Il n’est pas le seul. Ce qui était un secret de Polichinelle est devenu un feu de brousse avec les sorties du ministre de l’Environnement, Abdourahmane Diouf, qui a pris ses responsabilités pour appeler à la fin de la politique « de vengeance, de haine et d’arrestations intempestives », et pour préconiser la réconciliation et le pardon.

Sonko et ses affidés, se sachant visés, ont sorti la grosse artillerie contre Diouf.

Ce dernier a aussi été la cible de Sonko lors du meeting, tout comme Aminata Touré, dite Mimi, avec qui il entretient un lourd contentieux datant de la dernière campagne des législatives.

L’ex-Première ministre avait franchi le Rubicon du commentaire sur l’« affaire Sweet Beauté », en disant qu’elle n’avait pas le « cahier de rendez-vous de l’établissement ».

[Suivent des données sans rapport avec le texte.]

use std::collections::HashMap;
use std::fmt;

/// HTTP request methods.
///
/// Every token the parser sees maps onto one of these. Tokens that are not
/// a known method become `UNKNOWN` rather than an error.
#[allow(clippy::upper_case_acronyms)]
#[derive(Debug, Clone, Copy, PartialEq, Eq, Hash)]
pub enum Method {
    /// GET - Retrieve a resource
    GET,
    /// POST - Create or submit data
    POST,
    /// PUT - Replace a resource
    PUT,
    /// DELETE - Delete a resource
    DELETE,
    /// HEAD - Like GET but without the response body
    HEAD,
    /// TRACE - Message loop-back test
    TRACE,
    /// OPTIONS - Describe communication options
    OPTIONS,
    /// CONNECT - Establish a tunnel
    CONNECT,
    /// PATCH - Partial modification of a resource
    PATCH,
    /// Anything else the client sent
    UNKNOWN,
}

/// Represents a parsed HTTP request from a client.
///
/// Contains all information extracted from the request line and headers.
/// The parser never reads past the blank line that ends the header block,
/// so `body` is always empty for requests coming off the wire.
#[derive(Debug, Clone)]
pub struct Request {
    /// The HTTP method (GET, POST, etc.)
    pub method: Method,
    /// The request path exactly as sent (e.g., "/index.html")
    pub path: String,
    /// HTTP version exactly as sent (typically "HTTP/1.1")
    pub version: String,
    /// Request headers; names are case-sensitive, the last duplicate wins
    pub headers: HashMap<String, String>,
    /// Request body, unused by the parser
    pub body: Vec<u8>,
}

/// Builder for constructing Request objects.
pub struct RequestBuilder {
    method: Option<Method>,
    path: Option<String>,
    version: Option<String>,
    headers: HashMap<String, String>,
    body: Vec<u8>,
}

impl Method {
    /// Parses an HTTP method from its exact uppercase name.
    ///
    /// # Example
    ///
    /// ```
    /// # use box_server::http::request::Method;
    /// assert_eq!(Method::from_str("GET"), Some(Method::GET));
    /// assert_eq!(Method::from_str("get"), None);
    /// ```
    #[allow(clippy::should_implement_trait)]
    pub fn from_str(s: &str) -> Option<Self> {
        match s {
            "GET" => Some(Method::GET),
            "POST" => Some(Method::POST),
            "PUT" => Some(Method::PUT),
            "DELETE" => Some(Method::DELETE),
            "HEAD" => Some(Method::HEAD),
            "TRACE" => Some(Method::TRACE),
            "OPTIONS" => Some(Method::OPTIONS),
            "CONNECT" => Some(Method::CONNECT),
            "PATCH" => Some(Method::PATCH),
            _ => None,
        }
    }

    /// Maps a request-line token onto a method, ignoring case.
    ///
    /// The wire only recognises GET, POST, PUT and DELETE; every other
    /// token, including the remaining standard names, yields `Method::UNKNOWN`.
    ///
    /// ```
    /// # use box_server::http::request::Method;
    /// assert_eq!(Method::from_token("get"), Method::GET);
    /// assert_eq!(Method::from_token("HEAD"), Method::UNKNOWN);
    /// assert_eq!(Method::from_token("BREW"), Method::UNKNOWN);
    /// ```
    pub fn from_token(token: &str) -> Self {
        match token.to_uppercase().as_str() {
            "GET" => Method::GET,
            "POST" => Method::POST,
            "PUT" => Method::PUT,
            "DELETE" => Method::DELETE,
            _ => Method::UNKNOWN,
        }
    }

    pub fn as_str(&self) -> &'static str {
        match self {
            Method::GET => "GET",
            Method::POST => "POST",
            Method::PUT => "PUT",
            Method::DELETE => "DELETE",
            Method::HEAD => "HEAD",
            Method::TRACE => "TRACE",
            Method::OPTIONS => "OPTIONS",
            Method::CONNECT => "CONNECT",
            Method::PATCH => "PATCH",
            Method::UNKNOWN => "UNKNOWN",
        }
    }
}

impl fmt::Display for Method {
    fn fmt(&self, f: &mut fmt::Formatter<'_>) -> fmt::Result {
        f.write_str(self.as_str())
    }
}

impl Default for RequestBuilder {
    fn default() -> Self {
        Self::new()
    }
}

impl RequestBuilder {
    pub fn new() -> Self {
        Self {
            method: None,
            path: None,
            version: None,
            headers: HashMap::new(),
            body: Vec::new(),
        }
    }

    pub fn method(mut self, method: Method) -> Self {
        self.method = Some(method);
        self
    }

    pub fn path(mut self, path: impl Into<String>) -> Self {
        self.path = Some(path.into());
        self
    }

    pub fn version(mut self, version: impl Into<String>) -> Self {
        self.version = Some(version.into());
        self
    }

    pub fn header(mut self, key: impl Into<String>, value: impl Into<String>) -> Self {
        self.headers.insert(key.into(), value.into());
        self
    }

    pub fn body(mut self, body: Vec<u8>) -> Self {
        self.body = body;
        self
    }

    /// Builds the request. Path falls back to "/" and version to "HTTP/1.1".
    pub fn build(self) -> Result<Request, &'static str> {
        Ok(Request {
            method: self.method.ok_or("method missing")?,
            path: self.path.unwrap_or_else(|| "/".to_string()),
            version: self.version.unwrap_or_else(|| "HTTP/1.1".to_string()),
            headers: self.headers,
            body: self.body,
        })
    }
}

impl Default for Request {
    fn default() -> Self {
        Self {
            method: Method::GET,
            path: "/".to_string(),
            version: "HTTP/1.1".to_string(),
            headers: HashMap::new(),
            body: Vec::new(),
        }
    }
}

impl Request {
    /// Retrieves a header value by its exact, case-sensitive name.
    pub fn header(&self, key: &str) -> Option<&str> {
        self.headers.get(key).map(|v| v.as_str())
    }

    /// Whether the client asked for the connection to stay open.
    ///
    /// Only an exact `Connection: keep-alive` counts; anything else,
    /// including a missing header, means close.
    pub fn keep_alive(&self) -> bool {
        self.header("Connection") == Some("keep-alive")
    }

    /// Renders the request back into text form.
    ///
    /// Lines end in a bare `\n`; header order follows the map's iteration order.
    pub fn to_http_string(&self) -> String {
        let mut out = format!("{} {} {}\n", self.method, self.path, self.version);
        for (key, value) in &self.headers {
            out.push_str(&format!("{}: {}\n", key, value));
        }
        out.push_str(&String::from_utf8_lossy(&self.body));
        out
    }
}
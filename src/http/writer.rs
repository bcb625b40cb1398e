use bytes::Bytes;
use tokio::io::{AsyncWrite, AsyncWriteExt};

use crate::http::response::Response;

/// Writes one serialized response to a stream.
pub struct ResponseWriter {
    buffer: Bytes,
    written: usize,
}

impl ResponseWriter {
    pub fn new(response: &Response) -> Self {
        Self {
            buffer: response.get_bytes(),
            written: 0,
        }
    }

    /// Writes the whole response and flushes the stream.
    pub async fn write_to_stream<S>(&mut self, stream: &mut S) -> anyhow::Result<()>
    where
        S: AsyncWrite + Unpin,
    {
        while self.written < self.buffer.len() {
            let n = stream.write(&self.buffer[self.written..]).await?;

            if n == 0 {
                return Err(anyhow::anyhow!("connection closed while writing"));
            }

            self.written += n;
        }

        stream.flush().await?;
        Ok(())
    }
}
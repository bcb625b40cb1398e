use std::sync::Arc;
use std::time::Duration;

use tokio::net::TcpListener;
use tracing::info;

use crate::config::{Config, ConnectionConfig};
use crate::http::connection::Connection;
use crate::routing::router::Router;

/// Pause after a failed `accept` so persistent errors (e.g. EMFILE) do not spin.
pub const ACCEPT_ERROR_BACKOFF: Duration = Duration::from_millis(100);

/// Binds the configured address and serves connections with `router`.
pub async fn run(cfg: &Config, router: Arc<Router>) -> anyhow::Result<()> {
    let listener = TcpListener::bind(&cfg.server.listen_addr).await?;
    info!("Server running on {}", listener.local_addr()?);

    serve(listener, router, cfg.connection.clone()).await
}

/// Accept loop over an already bound listener.
///
/// Every accepted socket gets its own task; a failing connection only
/// ends that task.
pub async fn serve(
    listener: TcpListener,
    router: Arc<Router>,
    conn_cfg: ConnectionConfig,
) -> anyhow::Result<()> {
    loop {
        let (socket, peer) = match listener.accept().await {
            Ok(accepted) => accepted,
            Err(e) => {
                tracing::error!(error = %e, delay = ?ACCEPT_ERROR_BACKOFF, "Failed to accept connection");
                tokio::time::sleep(ACCEPT_ERROR_BACKOFF).await;
                continue;
            }
        };
        info!("Accepted connection from {}", peer);

        let router = Arc::clone(&router);
        let conn_cfg = conn_cfg.clone();
        tokio::spawn(async move {
            let mut conn = Connection::new(socket, router, conn_cfg);
            if let Err(e) = conn.run().await {
                tracing::error!("Connection error from {}: {}", peer, e);
            }
        });
    }
}
//! Status code table.

#[derive(Debug, Clone, Copy, PartialEq, Eq, thiserror::Error)]
#[error("unknown HTTP status code {0}")]
pub struct UnknownStatusCode(pub u16);

/// Returns the canonical reason phrase for a status code in the table.
pub fn reason_phrase(code: u16) -> Option<&'static str> {
    let phrase = match code {
        100 => "Continue",
        101 => "Switching Protocols",
        102 => "Processing",
        200 => "OK",
        201 => "Created",
        202 => "Accepted",
        203 => "Non-Authoritative Information",
        204 => "No Content",
        205 => "Reset Content",
        206 => "Partial Content",
        207 => "Multi-Status",
        208 => "Already Reported",
        226 => "IM Used",
        300 => "Multiple Choices",
        301 => "Moved Permanently",
        302 => "Found",
        303 => "See Other",
        304 => "Not Modified",
        305 => "Use Proxy",
        306 => "Switch Proxy",
        307 => "Temporary Redirect",
        308 => "Permanent Redirect",
        400 => "Bad Request",
        401 => "Unauthorized",
        402 => "Payment Required",
        403 => "Forbidden",
        404 => "Not Found",
        405 => "Method Not Allowed",
        406 => "Not Acceptable",
        407 => "Proxy Authentication Required",
        408 => "Request Timeout",
        409 => "Conflict",
        410 => "Gone",
        411 => "Length Required",
        412 => "Precondition Failed",
        413 => "Payload Too Large",
        414 => "Request-URI Too Long",
        415 => "Unsupported Media Type",
        416 => "Requested Range Not Satisfiable",
        417 => "Expectation Failed",
        418 => "I'm a teapot",
        419 => "Authentication Timeout",
        421 => "Misdirected Request",
        422 => "Unprocessable Entity",
        423 => "Locked",
        424 => "Failed Dependency",
        426 => "Upgrade Required",
        428 => "Precondition Required",
        429 => "Too Many Requests",
        431 => "Request Header Fields Too Large",
        500 => "Internal Server Error",
        501 => "Not Implemented",
        502 => "Bad Gateway",
        503 => "Service Unavailable",
        504 => "Gateway Timeout",
        505 => "HTTP Version Not Supported",
        506 => "Variant Also Negotiates",
        507 => "Insufficient Storage",
        508 => "Loop Detected",
        509 => "Bandwidth Limit Exceeded",
        510 => "Not Extended",
        511 => "Network Authentication Required",
        520 => "Unknown Error",
        _ => return None,
    };
    Some(phrase)
}

/// Formats `"<code> <reason>"` for a code in the table.
///
/// # Example
///
/// ```
/// # use box_server::http::status::status_line;
/// assert_eq!(status_line(404).unwrap(), "404 Not Found");
/// assert!(status_line(299).is_err());
/// ```
pub fn status_line(code: u16) -> Result<String, UnknownStatusCode> {
    reason_phrase(code)
        .map(|reason| format!("{} {}", code, reason))
        .ok_or(UnknownStatusCode(code))
}
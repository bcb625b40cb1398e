//! Listening socket and accept loop.

pub mod listener;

On pouvait penser qu’avec le ralliement de Mimi Touré à Pastef lors des présidentielles, et sa nomination au poste de « Haut représentant du président de la République », la paix des braves était actée.

L’attaque violente de Sonko démontre qu’il n’en est rien.

Même s’il s’est bien gardé de citer des noms, il s’est arrangé pour que tout le monde sache qu’il s’agissait bien de Diouf et de Touré.

Peut-être parce que les accusations portées sont trop lourdes et que la prudence s’impose.

Cette prudence n’a pas été de mise lorsque Sonko a déclaré haut et fort que tous ceux qui niaient l’existence de la « dette cachée » devaient être jetés en prison.

Un Premier ministre ne doit pas dire cela, car il n’est pas juge.

Faute d’éclaircir l’état de ses relations avec le chef de l’État, il a choisi de cibler l’institution judiciaire qu’il faut « nettoyer ». Un Premier ministre ne devrait pas, non plus, dire une telle énormité.

Car c’est bien cette justice qui a imposé la tenue des élections présidentielles à bonne date et validé la candidature de Diomaye (mais pas la sienne).

C’est sans doute ce qui explique la dent qu’il a contre les magistrats, notamment ceux de la Cour suprême, qu’il a nommément attaqués — sans doute pour se venger du rejet de son « rabat d’arrêt », déconvenue qu’ils lui ont infligée et dont il ne s’est toujours pas relevé

Le Tera-meeting a aussi été un grand moment d’amnésie concernant, par exemple, les « baisses du prix de l’électricité, du carburant et du gaz » annoncées par Sonko, alors que la délégation du FMI était encore à Dakar, en train de négocier avec le gouvernement.

Au Tera-meeting, il y avait tellement de choses qu’il a oublié, sciemment.

Il y a des promesses risquées, même si Sonko est habitué à semer des promesses comme d’autres sèment le vent.

Les foules n’ont pas de mémoire, et Sonko en a une très sélective.

Que retenir donc de ce psychodrame ? Qu’il a permis de brasser beaucoup de vent, de jeter quelques-uns en pâture, d’esquiver les vrais sujets et de donner rendez-vous aux militants-talibés à la prochaine rencontre, avec la « présence de Diomaye », Sonko dixit.

Mais c’est mercredi, jour du prochain Conseil des ministres, qui devrait attirer l’attention : on verra si Abdourahmane Diouf et Mimi Touré seront écartés ou non.

Le problème, c’est que Sonko a décrété qu’il prenait quinze jours de congé, une décision surprenante « validée » par le communiqué du Conseil des ministres.

À défaut d’avoir entendu des propos pertinents, des réflexions invitant au débat ou des appels à l’unité — dans une région où notre plus grand partenaire économique, le Mali, est au bord du chaos —, nous avons écouté un Premier ministre fustiger la justice, vouer aux gémonies deux membres de son équipe gouvernementale et annoncer leur éviction prochaine.

Aucun mot sur la manière de sortir de la situation économique catastrophique qui asphyxie le pays.

« Il faut encore se serrer la ceinture pendant deux ou trois ans », a-t-il sorti de sa besace à promesses.

La foule, elle, n’a pas bien entendu.

L’opposition a programmé une conférence de presse cet après-midi.

On peut parier qu’elle appuiera là où cela fait mal : deux ans d’échec et aucune perspective de sortie de crise.

Jusqu’ici, rien n’a été signé avec le FMI.

Sonko a affirmé qu’il refusait la restructuration de la dette du Sénégal, sans pour autant proposer la moindre solution alternative.